Rose had knowingly shaken her head when Alice had decided to present the mashed potatoes and cabbage in large dishes from which each girl could take what she required. Unfortunately Mabel, Winnie, Marion and Gwennan
required rather more than their share, so that by the time the dishes reached Hester and Georgina they were almost empty. At subsequent meals Alice would distribute the meat and Rose the vegetables.
Mabel, Winnie, Marion and Gwennan ate quickly, using pieces of a thickly sliced loaf to soak up the gravy on their plates.
‘What’s for afters,’ Mabel enquired with her mouth full. Her bovine frame would always be eager for food.
‘Prunes and custard,’ Rose announced.
‘Nursery food,’ said Georgina sociably.
‘You what?’ Winnie and Marion looked genuinely curious.
‘Prunes and custard,’ Georgina repeated politely. ‘What my brother and I always called nursery food because…’ She looked around at the eyes which were observing her, some hostile, some amused. ‘Because we used to eat that kind of thing in our nursery,’ she finished lamely.
‘Eew!’ said Marion, inaccurately imitating Georgina’s accent, ‘Eeen the narsery, what? La-di-da-di-dah!’ Winnie, reacting to Alice’s obvious disapproval, nudged her mate and told her to hush up.

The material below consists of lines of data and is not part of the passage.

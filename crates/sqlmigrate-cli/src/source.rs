use std::collections::BTreeMap;
use std::path::{Path, PathBuf};

use anyhow::{Context, Result, bail};
use sqlmigrate_db::{Migration, Registry};
use tracing::debug;

/// One `NNNN_name` pair found on disk.
#[derive(Debug, Default)]
struct SqlPair {
    name: String,
    up: Option<PathBuf>,
    down: Option<PathBuf>,
}

enum Direction {
    Up,
    Down,
}

/// Split `0003_add_price.up.sql` into `(3, "add_price", Up)`. Files that do
/// not follow the pattern are ignored.
fn parse_file_name(file_name: &str) -> Option<(u64, &str, Direction)> {
    let (stem, direction) = if let Some(stem) = file_name.strip_suffix(".up.sql") {
        (stem, Direction::Up)
    } else if let Some(stem) = file_name.strip_suffix(".down.sql") {
        (stem, Direction::Down)
    } else {
        return None;
    };

    let (prefix, name) = stem.split_once('_').unwrap_or((stem, ""));
    if prefix.is_empty() || !prefix.bytes().all(|b| b.is_ascii_digit()) {
        return None;
    }
    Some((prefix.parse().ok()?, name, direction))
}

/// Build a registry from the SQL files in `dir`. Prefixes start at 1 and run
/// without gaps, so file `n` is always migration id `n - 1` and a file added
/// between two numbered ones cannot shift ids already recorded.
/// Every prefix needs an `.up.sql`; the `.down.sql` is optional.
pub fn load_dir(dir: &Path) -> Result<Registry> {
    let entries = std::fs::read_dir(dir)
        .with_context(|| format!("failed to read migrations directory {}", dir.display()))?;

    let mut pairs: BTreeMap<u64, SqlPair> = BTreeMap::new();
    for entry in entries {
        let path = entry?.path();
        let Some(file_name) = path.file_name().and_then(|f| f.to_str()) else {
            continue;
        };
        let Some((number, name, direction)) = parse_file_name(file_name) else {
            debug!("ignoring {}", path.display());
            continue;
        };

        let pair = pairs.entry(number).or_default();
        if pair.up.is_some() || pair.down.is_some() {
            if pair.name != name {
                bail!(
                    "migration number {number} is used by both `{}` and `{name}`",
                    pair.name
                );
            }
        } else {
            pair.name = name.to_string();
        }

        match direction {
            Direction::Up => pair.up = Some(path),
            Direction::Down => pair.down = Some(path),
        }
    }

    let mut registry = Registry::new();
    for (expected, (number, pair)) in (1u64..).zip(pairs) {
        if number != expected {
            bail!(
                "migration numbers must start at 1 with no gaps: expected {expected}, found \
                 {number} ({})",
                pair.name
            );
        }
        let Some(up_path) = pair.up else {
            bail!("migration {number} ({}) has a .down.sql but no .up.sql", pair.name);
        };
        let up = std::fs::read_to_string(&up_path)
            .with_context(|| format!("failed to read {}", up_path.display()))?;
        let down = match &pair.down {
            Some(path) => std::fs::read_to_string(path)
                .with_context(|| format!("failed to read {}", path.display()))?,
            None => String::new(),
        };

        let id = registry.add(Migration::sql(pair.name, up, down));
        debug!("registered {} as migration {id}", up_path.display());
    }

    Ok(registry)
}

‘Tinker, tailor, soldier, sailor,’ chanted Christine, happily counting her prune stones. ‘I’ll need four, ’cos my Ron’s a sailor! Minesweepers, he’s in. We’re gonna save up all our pay so when the war’s over we’ll have enough for a place of our own!’
‘Isn’t that lovely!’ said Marion sarcastically. Winnie giggled.
‘Love’s young dream!’ she added, with her mouth full. For a while no one spoke and cutlery clattered.
‘Perhaps we should introduce ourselves,’ Alice suggested tentatively. ‘We could go clockwise round the table. Would you begin, Christine?’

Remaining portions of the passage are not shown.